Records supplied =>
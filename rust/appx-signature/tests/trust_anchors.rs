// Copyright (c) Microsoft Corporation.
// Licensed under the MIT License.

use appx_signature::{
    decode_base64_certificate, encode_pem_certificate, TrustAnchorConfig, TrustAnchorSet,
};
use appx_signature_test_utils::{CertSpec, Issued};

#[test]
fn generated_pem_decodes_to_the_certificate_der() {
    let root = Issued::self_signed(&CertSpec::ca("Pem Root"));

    assert_eq!(decode_base64_certificate(&root.pem()).unwrap(), root.der());
}

#[test]
fn encoded_pem_is_wrapped_and_decodes_back() {
    let root = Issued::self_signed(&CertSpec::ca("Pem Root"));
    let pem = encode_pem_certificate(&root.der());

    assert!(pem.starts_with("-----BEGIN CERTIFICATE-----\n"));
    assert!(pem.lines().all(|line| line.len() <= 64));
    assert_eq!(decode_base64_certificate(&pem).unwrap(), root.der());
}

#[test]
fn builds_store_and_ordered_chain() {
    let a = Issued::self_signed(&CertSpec::ca("Root A"));
    let b = Issued::self_signed(&CertSpec::ca("Root B"));

    let set = TrustAnchorSet::build(&TrustAnchorConfig::new([a.pem(), b.pem()])).unwrap();

    assert_eq!(set.len(), 2);
    assert_eq!(set.ordered_chain()[0].subject(), "CN=Root A");
    assert_eq!(set.ordered_chain()[1].subject(), "CN=Root B");
    assert!(set.contains(&a.parsed()));
}

#[test]
fn duplicate_roots_are_stored_once() {
    let a = Issued::self_signed(&CertSpec::ca("Root A"));

    let set = TrustAnchorSet::build(&TrustAnchorConfig::new([a.pem(), a.pem()])).unwrap();

    assert_eq!(set.len(), 1);
}

#[test]
fn malformed_root_aborts_the_build() {
    let a = Issued::self_signed(&CertSpec::ca("Root A"));
    let malformed = "-----BEGIN CERTIFICATE-----\nAAAA\n-----END CERTIFICATE-----".to_string();
    let config = TrustAnchorConfig::new([a.pem(), malformed]);

    let err = TrustAnchorSet::build(&config).unwrap_err();

    assert!(err.is_signature_invalid());
    assert!(err.to_string().contains("could not add cert to keychain"));
}

#[test]
fn empty_config_is_rejected() {
    assert!(TrustAnchorSet::build(&TrustAnchorConfig::default())
        .unwrap_err()
        .is_signature_invalid());
}

#[test]
fn pem_bundle_splits_per_certificate() {
    let a = Issued::self_signed(&CertSpec::ca("Root A"));
    let b = Issued::self_signed(&CertSpec::ca("Root B"));
    let bundle = format!("{}\n{}\n# trailing comment\n", a.pem(), b.pem());

    let config = TrustAnchorConfig::from_pem_bundle(&bundle);

    assert_eq!(config.len(), 2);
    let set = TrustAnchorSet::build(&config).unwrap();
    assert!(set.contains(&a.parsed()));
    assert!(set.contains(&b.parsed()));
}
// Copyright (c) Microsoft Corporation.
// Licensed under the MIT License.

use crate::origin::{classify, describe_extensions};
use crate::{
    ChainVerifier, DigestMap, ReadSeek, SignatureError, SignatureOrigin, SignedContainer,
    SignerCertificateChain, TrustAnchorConfig, TrustAnchorSet, ValidationOptions,
    VerificationFlags,
};

/// Result of a validation that did not fail.
#[derive(Debug, Copy, Clone, PartialEq, Eq)]
pub struct ValidationOutcome {
    /// False only when validation was skipped by the caller.
    pub validated: bool,
    pub origin: SignatureOrigin,
}

/// Validates `AppxSignature.p7x` containers against a fixed set of trusted roots.
///
/// The validator holds only immutable configuration. Trust anchors are parsed on every call,
/// so concurrent validations share nothing mutable.
#[derive(Debug, Clone)]
pub struct SignatureValidator {
    trusted_roots: TrustAnchorConfig,
    flags: VerificationFlags,
    at_unix_seconds: Option<i64>,
}

impl SignatureValidator {
    pub fn new(trusted_roots: TrustAnchorConfig) -> Self {
        Self {
            trusted_roots,
            flags: VerificationFlags::default(),
            at_unix_seconds: None,
        }
    }

    pub fn with_flags(mut self, flags: VerificationFlags) -> Self {
        self.flags = flags;
        self
    }

    /// Check certificate validity periods at a fixed time.
    pub fn at_unix_seconds(mut self, at_unix_seconds: i64) -> Self {
        self.at_unix_seconds = Some(at_unix_seconds);
        self
    }

    pub fn trusted_roots(&self) -> &TrustAnchorConfig {
        &self.trusted_roots
    }

    /// Validate the signature container read from `stream`.
    ///
    /// `digests` is accepted for callers that thread expected package digests through; it is
    /// not written.
    pub fn validate(
        &self,
        options: &ValidationOptions,
        stream: &mut dyn ReadSeek,
        digests: &mut DigestMap,
    ) -> Result<ValidationOutcome, SignatureError> {
        if options.skip_signature {
            tracing::debug!("signature validation skipped by caller");
            return Ok(ValidationOutcome {
                validated: false,
                origin: SignatureOrigin::Unknown,
            });
        }

        tracing::trace!(
            options = options.bits(),
            digests = digests.len(),
            "validating package signature"
        );

        let container = SignedContainer::read_from(stream)?;
        let chain = container.signer_certificates()?;
        dump_extensions(&chain);

        let anchors = TrustAnchorSet::build(&self.trusted_roots)?;

        let mut verifier = ChainVerifier::new(&anchors).with_flags(self.flags);
        if let Some(at) = self.at_unix_seconds {
            verifier = verifier.at_unix_seconds(at);
        }
        verifier.verify_all(&chain)?;

        let origin = classify(&chain)?;
        if origin == SignatureOrigin::Unknown && !options.allow_unknown_origin {
            tracing::warn!("signature origin could not be classified");
            return Err(SignatureError::invalid("signature origin check failed"));
        }

        tracing::debug!(%origin, certificates = chain.len(), "package signature validated");
        Ok(ValidationOutcome { validated: true, origin })
    }
}

fn dump_extensions(chain: &SignerCertificateChain) {
    if !tracing::enabled!(tracing::Level::TRACE) {
        return;
    }
    for (index, cert) in chain.iter().enumerate() {
        match describe_extensions(cert) {
            Ok(extensions) => {
                for ext in extensions {
                    tracing::trace!(
                        index,
                        subject = cert.subject(),
                        name = %ext.name,
                        critical = ext.critical,
                        value = %ext.value,
                        "certificate extension"
                    );
                }
            }
            Err(e) => tracing::trace!(index, error = %e, "could not render certificate extensions"),
        }
    }
}

#[cfg(test)]
mod tests {
    use super::*;
    use std::io::Cursor;

    #[test]
    fn skip_does_not_touch_stream_or_digests() {
        let validator = SignatureValidator::new(TrustAnchorConfig::default());
        let mut stream = Cursor::new(b"not a container".to_vec());
        let mut digests = DigestMap::new();
        digests.insert(crate::DigestName::Axpc, vec![1, 2, 3]);

        let options = ValidationOptions::from_bits(ValidationOptions::SKIP_SIGNATURE);
        let outcome = validator.validate(&options, &mut stream, &mut digests).unwrap();

        assert!(!outcome.validated);
        assert_eq!(stream.position(), 0);
        assert_eq!(digests.len(), 1);
    }

    #[test]
    fn validator_is_send_and_sync() {
        fn assert_send_sync<T: Send + Sync>() {}
        assert_send_sync::<SignatureValidator>();
    }
}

Task description =>
Please make the answer a complete, exact reproduction of the records.

Exercise output =>
filename rust/appx-signature/tests/trust_anchors.rs
// Copyright (c) Microsoft Corporation.
// Licensed under the MIT License.

use appx_signature::{
    decode_base64_certificate, encode_pem_certificate, TrustAnchorConfig, TrustAnchorSet,
};
use appx_signature_test_utils::{CertSpec, Issued};

#[test]
fn generated_pem_decodes_to_the_certificate_der() {
    let root = Issued::self_signed(&CertSpec::ca("Pem Root"));

    assert_eq!(decode_base64_certificate(&root.pem()).unwrap(), root.der());
}

#[test]
fn encoded_pem_is_wrapped_and_decodes_back() {
    let root = Issued::self_signed(&CertSpec::ca("Pem Root"));
    let pem = encode_pem_certificate(&root.der());

    assert!(pem.starts_with("-----BEGIN CERTIFICATE-----\n"));
    assert!(pem.lines().all(|line| line.len() <= 64));
    assert_eq!(decode_base64_certificate(&pem).unwrap(), root.der());
}

#[test]
fn builds_store_and_ordered_chain() {
    let a = Issued::self_signed(&CertSpec::ca("Root A"));
    let b = Issued::self_signed(&CertSpec::ca("Root B"));

    let set = TrustAnchorSet::build(&TrustAnchorConfig::new([a.pem(), b.pem()])).unwrap();

    assert_eq!(set.len(), 2);
    assert_eq!(set.ordered_chain()[0].subject(), "CN=Root A");
    assert_eq!(set.ordered_chain()[1].subject(), "CN=Root B");
    assert!(set.contains(&a.parsed()));
}

#[test]
fn duplicate_roots_are_stored_once() {
    let a = Issued::self_signed(&CertSpec::ca("Root A"));

    let set = TrustAnchorSet::build(&TrustAnchorConfig::new([a.pem(), a.pem()])).unwrap();

    assert_eq!(set.len(), 1);
}

#[test]
fn malformed_root_aborts_the_build() {
    let a = Issued::self_signed(&CertSpec::ca("Root A"));
    let malformed = "-----BEGIN CERTIFICATE-----\nAAAA\n-----END CERTIFICATE-----".to_string();
    let config = TrustAnchorConfig::new([a.pem(), malformed]);

    let err = TrustAnchorSet::build(&config).unwrap_err();

    assert!(err.is_signature_invalid());
    assert!(err.to_string().contains("could not add cert to keychain"));
}

#[test]
fn empty_config_is_rejected() {
    assert!(TrustAnchorSet::build(&TrustAnchorConfig::default())
        .unwrap_err()
        .is_signature_invalid());
}

#[test]
fn pem_bundle_splits_per_certificate() {
    let a = Issued::self_signed(&CertSpec::ca("Root A"));
    let b = Issued::self_signed(&CertSpec::ca("Root B"));
    let bundle = format!("{}\n{}\n# trailing comment\n", a.pem(), b.pem());

    let config = TrustAnchorConfig::from_pem_bundle(&bundle);

    assert_eq!(config.len(), 2);
    let set = TrustAnchorSet::build(&config).unwrap();
    assert!(set.contains(&a.parsed()));
    assert!(set.contains(&b.parsed()));
}
// Copyright (c) Microsoft Corporation.
// Licensed under the MIT License.

use crate::origin::{classify, describe_extensions};
use crate::{
    ChainVerifier, DigestMap, ReadSeek, SignatureError, SignatureOrigin, SignedContainer,
    SignerCertificateChain, TrustAnchorConfig, TrustAnchorSet, ValidationOptions,
    VerificationFlags,
};

/// Result of a validation that did not fail.
#[derive(Debug, Copy, Clone, PartialEq, Eq)]
pub struct ValidationOutcome {
    /// False only when validation was skipped by the caller.
    pub validated: bool,
    pub origin: SignatureOrigin,
}

/// Validates `AppxSignature.p7x` containers against a fixed set of trusted roots.
///
/// The validator holds only immutable configuration. Trust anchors are parsed on every call,
/// so concurrent validations share nothing mutable.
#[derive(Debug, Clone)]
pub struct SignatureValidator {
    trusted_roots: TrustAnchorConfig,
    flags: VerificationFlags,
    at_unix_seconds: Option<i64>,
}

impl SignatureValidator {
    pub fn new(trusted_roots: TrustAnchorConfig) -> Self {
        Self {
            trusted_roots,
            flags: VerificationFlags::default(),
            at_unix_seconds: None,
        }
    }

    pub fn with_flags(mut self, flags: VerificationFlags) -> Self {
        self.flags = flags;
        self
    }

    /// Check certificate validity periods at a fixed time.
    pub fn at_unix_seconds(mut self, at_unix_seconds: i64) -> Self {
        self.at_unix_seconds = Some(at_unix_seconds);
        self
    }

    pub fn trusted_roots(&self) -> &TrustAnchorConfig {
        &self.trusted_roots
    }

    /// Validate the signature container read from `stream`.
    ///
    /// `digests` is accepted for callers that thread expected package digests through; it is
    /// not written.
    pub fn validate(
        &self,
        options: &ValidationOptions,
        stream: &mut dyn ReadSeek,
        digests: &mut DigestMap,
    ) -> Result<ValidationOutcome, SignatureError> {
        if options.skip_signature {
            tracing::debug!("signature validation skipped by caller");
            return Ok(ValidationOutcome {
                validated: false,
                origin: SignatureOrigin::Unknown,
            });
        }

        tracing::trace!(
            options = options.bits(),
            digests = digests.len(),
            "validating package signature"
        );

        let container = SignedContainer::read_from(stream)?;
        let chain = container.signer_certificates()?;
        dump_extensions(&chain);

        let anchors = TrustAnchorSet::build(&self.trusted_roots)?;

        let mut verifier = ChainVerifier::new(&anchors).with_flags(self.flags);
        if let Some(at) = self.at_unix_seconds {
            verifier = verifier.at_unix_seconds(at);
        }
        verifier.verify_all(&chain)?;

        let origin = classify(&chain)?;
        if origin == SignatureOrigin::Unknown && !options.allow_unknown_origin {
            tracing::warn!("signature origin could not be classified");
            return Err(SignatureError::invalid("signature origin check failed"));
        }

        tracing::debug!(%origin, certificates = chain.len(), "package signature validated");
        Ok(ValidationOutcome { validated: true, origin })
    }
}

fn dump_extensions(chain: &SignerCertificateChain) {
    if !tracing::enabled!(tracing::Level::TRACE) {
        return;
    }
    for (index, cert) in chain.iter().enumerate() {
        match describe_extensions(cert) {
            Ok(extensions) => {
                for ext in extensions {
                    tracing::trace!(
                        index,
                        subject = cert.subject(),
                        name = %ext.name,
                        critical = ext.critical,
                        value = %ext.value,
                        "certificate extension"
                    );
                }
            }
            Err(e) => tracing::trace!(index, error = %e, "could not render certificate extensions"),
        }
    }
}

#[cfg(test)]
mod tests {
    use super::*;
    use std::io::Cursor;

    #[test]
    fn skip_does_not_touch_stream_or_digests() {
        let validator = SignatureValidator::new(TrustAnchorConfig::default());
        let mut stream = Cursor::new(b"not a container".to_vec());
        let mut digests = DigestMap::new();
        digests.insert(crate::DigestName::Axpc, vec![1, 2, 3]);

        let options = ValidationOptions::from_bits(ValidationOptions::SKIP_SIGNATURE);
        let outcome = validator.validate(&options, &mut stream, &mut digests).unwrap();

        assert!(!outcome.validated);
        assert_eq!(stream.position(), 0);
        assert_eq!(digests.len(), 1);
    }

    #[test]
    fn validator_is_send_and_sync() {
        fn assert_send_sync<T: Send + Sync>() {}
        assert_send_sync::<SignatureValidator>();
    }
}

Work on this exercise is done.